Work through the data below and copy out every line where "struct" is found.

Stored data:
..............................

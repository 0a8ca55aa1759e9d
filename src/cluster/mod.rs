//! A homogeneous set of machines sharing one provider identity.
//!
//! [`Cluster::new`] performs the provider's one-time setup. Machines are then
//! added one at a time and torn down in reverse creation order by
//! [`Cluster::destroy`], which always attempts every machine before
//! releasing the provider's shared resources.

use std::sync::Arc;

use camino::{Utf8Path, Utf8PathBuf};
use cap_std::{ambient_authority, fs_utf8::Dir};
use slog::{Logger, info, o, warn};
use thiserror::Error;

use crate::cleanup::{Cleanup, TeardownError, append_teardown_note};
use crate::machine::{Machine, MachineError, MachineId};
use crate::provider::{ClusterIdentity, InstanceRequest, Platform, Provider, ProviderError};
use crate::retry::{CancelSignal, Poll};
use crate::ssh::{SshExecutor, SshOutput};
use crate::userdata::UserData;

/// Settings for one cluster.
#[derive(Clone, Debug)]
pub struct ClusterOptions {
    /// Cluster name; machines are named `<name>-<n>`.
    pub name: String,
    /// Directory receiving one sub-directory per machine.
    pub output_dir: Utf8PathBuf,
    /// Public key registered with the provider.
    pub ssh_public_key: Option<String>,
    /// Budget for a machine to accept SSH after boot or reboot.
    pub boot_poll: Poll,
    /// Leave the key out of provider metadata.
    pub no_ssh_key_in_metadata: bool,
    /// Aborts provider and boot waits.
    pub cancel: CancelSignal,
}

/// State shared between a cluster and its machines.
#[derive(Debug)]
pub(crate) struct ClusterContext {
    pub(crate) name: String,
    pub(crate) provider: Box<dyn Provider>,
    pub(crate) ssh: Arc<dyn SshExecutor>,
    pub(crate) boot_poll: Poll,
    pub(crate) cancel: CancelSignal,
}

/// Errors raised by [`Cluster`] operations.
#[derive(Debug, Error)]
pub enum ClusterError {
    /// Provider setup failed; no machine can be created.
    #[error("cluster {cluster}: setup failed: {source}")]
    Setup {
        /// Cluster name.
        cluster: String,
        /// Provider failure.
        #[source]
        source: ProviderError,
    },
    /// The output directory could not be created.
    #[error("cluster {cluster}: {path}: {message}")]
    Io {
        /// Cluster name.
        cluster: String,
        /// Directory involved.
        path: Utf8PathBuf,
        /// Underlying I/O error.
        message: String,
    },
    /// The provider could not create an instance.
    #[error("cluster {cluster}: creating {name}: {source}")]
    Provision {
        /// Cluster name.
        cluster: String,
        /// Requested machine name.
        name: String,
        /// Provider failure.
        #[source]
        source: ProviderError,
    },
    /// The instance was created but did not become usable. It has been
    /// destroyed again.
    #[error("machine setup failed: {message}")]
    Machine {
        /// Failure description including any teardown problem.
        message: String,
        /// Underlying machine failure.
        #[source]
        source: MachineError,
    },
    /// A command or reboot on a registered machine failed.
    #[error("cluster {cluster}: {source}")]
    Operation {
        /// Cluster name.
        cluster: String,
        /// Machine failure.
        #[source]
        source: MachineError,
    },
    /// No machine with this id belongs to the cluster.
    #[error("cluster {cluster}: unknown machine {id}")]
    UnknownMachine {
        /// Cluster name.
        cluster: String,
        /// Requested id.
        id: MachineId,
    },
    /// The cluster has already been destroyed.
    #[error("cluster {cluster} has been destroyed")]
    Destroyed {
        /// Cluster name.
        cluster: String,
    },
    /// Destroying a machine failed.
    #[error(transparent)]
    Teardown(#[from] TeardownError),
}

impl ClusterError {
    /// Returns `true` when the failure was a readiness timeout rather than
    /// a hard error.
    #[must_use]
    pub fn is_timeout(&self) -> bool {
        match self {
            Self::Setup { source, .. } | Self::Provision { source, .. } => source.is_timeout(),
            Self::Machine { source, .. } | Self::Operation { source, .. } => source.is_timeout(),
            _ => false,
        }
    }
}

/// Machines created through one provider.
#[derive(Debug)]
pub struct Cluster {
    context: Arc<ClusterContext>,
    output_dir: Utf8PathBuf,
    machines: Vec<Machine>,
    next_index: usize,
    destroyed: bool,
    log: Logger,
}

impl Cluster {
    /// Creates the output directory and runs the provider's one-time setup.
    ///
    /// # Errors
    ///
    /// Returns [`ClusterError::Io`] when the output directory cannot be
    /// created and [`ClusterError::Setup`] when the provider setup fails.
    pub async fn new(
        options: ClusterOptions,
        provider: Box<dyn Provider>,
        ssh: Arc<dyn SshExecutor>,
        parent_log: &Logger,
    ) -> Result<Self, ClusterError> {
        let log = parent_log.new(o!(
            "cluster" => options.name.clone(),
            "platform" => provider.platform().as_str(),
        ));
        Dir::create_ambient_dir_all(&options.output_dir, ambient_authority()).map_err(|err| {
            ClusterError::Io {
                cluster: options.name.clone(),
                path: options.output_dir.clone(),
                message: err.to_string(),
            }
        })?;

        let identity = ClusterIdentity {
            name: options.name.clone(),
            ssh_public_key: if options.no_ssh_key_in_metadata {
                None
            } else {
                options.ssh_public_key.clone()
            },
        };
        provider
            .setup(&identity)
            .await
            .map_err(|source| ClusterError::Setup {
                cluster: options.name.clone(),
                source,
            })?;
        info!(log, "cluster set up");

        Ok(Self {
            context: Arc::new(ClusterContext {
                name: options.name,
                provider,
                ssh,
                boot_poll: options.boot_poll,
                cancel: options.cancel,
            }),
            output_dir: options.output_dir,
            machines: Vec::new(),
            next_index: 0,
            destroyed: false,
            log,
        })
    }

    /// Cluster name.
    #[must_use]
    pub fn name(&self) -> &str {
        &self.context.name
    }

    /// Platform of the underlying provider.
    #[must_use]
    pub fn platform(&self) -> Platform {
        self.context.provider.platform()
    }

    /// Directory holding the machine directories.
    #[must_use]
    pub fn output_dir(&self) -> &Utf8Path {
        &self.output_dir
    }

    /// Cluster logger.
    #[must_use]
    pub const fn log(&self) -> &Logger {
        &self.log
    }

    /// Creates a machine and waits until it has booted.
    ///
    /// Placeholders in `user_data` are swapped for the platform's metadata
    /// variables. A machine that fails after its instance was created is
    /// destroyed before the error is returned.
    ///
    /// # Errors
    ///
    /// Returns [`ClusterError::Provision`] when the instance cannot be
    /// created and [`ClusterError::Machine`] when it does not boot.
    pub async fn new_machine(&mut self, user_data: &UserData) -> Result<&Machine, ClusterError> {
        if self.destroyed {
            return Err(ClusterError::Destroyed {
                cluster: self.context.name.clone(),
            });
        }
        self.next_index += 1;
        let name = format!("{}-{}", self.context.name, self.next_index);
        let rendered = user_data.render_for(self.platform().ip_placeholders());
        let request = InstanceRequest {
            name: name.clone(),
            user_data: rendered,
        };
        let instance = self
            .context
            .provider
            .create_instance(&request, &self.context.cancel)
            .await
            .map_err(|source| ClusterError::Provision {
                cluster: self.context.name.clone(),
                name,
                source,
            })?;

        let mut machine = Machine::new(instance, Arc::downgrade(&self.context), &self.log);
        let started = match machine.prepare(&self.output_dir, &request.user_data) {
            Ok(()) => machine.boot().await,
            Err(err) => Err(err),
        };
        if let Err(err) = started {
            warn!(
                self.log,
                "machine failed to start";
                "machine" => %machine.id(),
                "error" => %err
            );
            let teardown = machine.destroy().await.err();
            return Err(ClusterError::Machine {
                message: append_teardown_note(err.to_string(), teardown.as_ref()),
                source: err,
            });
        }

        info!(self.log, "machine added"; "machine" => %machine.id());
        let id = machine.id().clone();
        self.machines.push(machine);
        self.machine(&id).ok_or_else(|| ClusterError::UnknownMachine {
            cluster: self.context.name.clone(),
            id,
        })
    }

    /// Looks up a machine.
    #[must_use]
    pub fn machine(&self, id: &MachineId) -> Option<&Machine> {
        self.machines.iter().find(|machine| machine.id() == id)
    }

    /// Looks up a machine for reboots.
    #[must_use]
    pub fn machine_mut(&mut self, id: &MachineId) -> Option<&mut Machine> {
        self.machines.iter_mut().find(|machine| machine.id() == id)
    }

    /// Machines in creation order.
    #[must_use]
    pub fn machines(&self) -> &[Machine] {
        &self.machines
    }

    /// Identifiers in creation order.
    #[must_use]
    pub fn machine_ids(&self) -> Vec<MachineId> {
        self.machines.iter().map(|machine| machine.id().clone()).collect()
    }

    /// Runs `command` on a registered machine.
    ///
    /// # Errors
    ///
    /// Returns [`ClusterError::UnknownMachine`] for foreign ids and
    /// [`ClusterError::Operation`] when the command fails.
    pub async fn ssh(&self, id: &MachineId, command: &str) -> Result<SshOutput, ClusterError> {
        let machine = self.machine(id).ok_or_else(|| self.unknown(id))?;
        machine.ssh(command).await.map_err(|source| ClusterError::Operation {
            cluster: self.context.name.clone(),
            source,
        })
    }

    /// Copies a local file onto a registered machine.
    ///
    /// # Errors
    ///
    /// Returns [`ClusterError::UnknownMachine`] for foreign ids and
    /// [`ClusterError::Operation`] when the copy fails.
    pub async fn copy_to(
        &self,
        id: &MachineId,
        local: &Utf8Path,
        remote: &str,
    ) -> Result<(), ClusterError> {
        let machine = self.machine(id).ok_or_else(|| self.unknown(id))?;
        machine
            .copy_to(local, remote)
            .await
            .map_err(|source| ClusterError::Operation {
                cluster: self.context.name.clone(),
                source,
            })
    }

    /// Reboots a registered machine and waits until it is back.
    ///
    /// # Errors
    ///
    /// Returns [`ClusterError::UnknownMachine`] for foreign ids and
    /// [`ClusterError::Operation`] when the machine does not come back.
    pub async fn reboot(&mut self, id: &MachineId) -> Result<(), ClusterError> {
        let unknown = self.unknown(id);
        let cluster = self.context.name.clone();
        let machine = self.machine_mut(id).ok_or(unknown)?;
        machine
            .reboot()
            .await
            .map_err(|source| ClusterError::Operation { cluster, source })
    }

    fn unknown(&self, id: &MachineId) -> ClusterError {
        ClusterError::UnknownMachine {
            cluster: self.context.name.clone(),
            id: id.clone(),
        }
    }

    /// Destroys one machine and removes it from the cluster.
    ///
    /// The machine is deregistered even when some teardown step fails.
    ///
    /// # Errors
    ///
    /// Returns [`ClusterError::UnknownMachine`] for foreign ids and
    /// [`ClusterError::Teardown`] when a teardown step fails.
    pub async fn destroy_machine(&mut self, id: &MachineId) -> Result<(), ClusterError> {
        let position = self
            .machines
            .iter()
            .position(|machine| machine.id() == id)
            .ok_or_else(|| self.unknown(id))?;
        let mut machine = self.machines.remove(position);
        machine.destroy().await?;
        Ok(())
    }

    /// Destroys every machine in reverse creation order, then releases the
    /// provider's shared resources.
    ///
    /// Every machine is attempted even when earlier ones fail. Calling it
    /// again is a no-op.
    ///
    /// # Errors
    ///
    /// Returns one [`TeardownError`] listing every failed step.
    pub async fn destroy(&mut self) -> Result<(), TeardownError> {
        if self.destroyed {
            return Ok(());
        }
        let mut cleanup = Cleanup::new(self.context.name.as_str(), &self.log);
        while let Some(mut machine) = self.machines.pop() {
            cleanup.absorb(machine.destroy().await);
        }
        let teardown = self.context.provider.teardown().await;
        cleanup.step("release cluster resources", teardown);
        self.destroyed = true;
        info!(self.log, "cluster destroyed");
        cleanup.finish()
    }
}

impl Drop for Cluster {
    fn drop(&mut self) {
        if !self.destroyed {
            warn!(
                self.log,
                "cluster dropped without destroy; instances may leak";
                "machines" => self.machines.len()
            );
        }
    }
}

#[cfg(test)]
mod tests;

..............................

§ **Result of this task**:
pub struct ClusterOptions {
pub(crate) struct ClusterContext {
pub struct Cluster {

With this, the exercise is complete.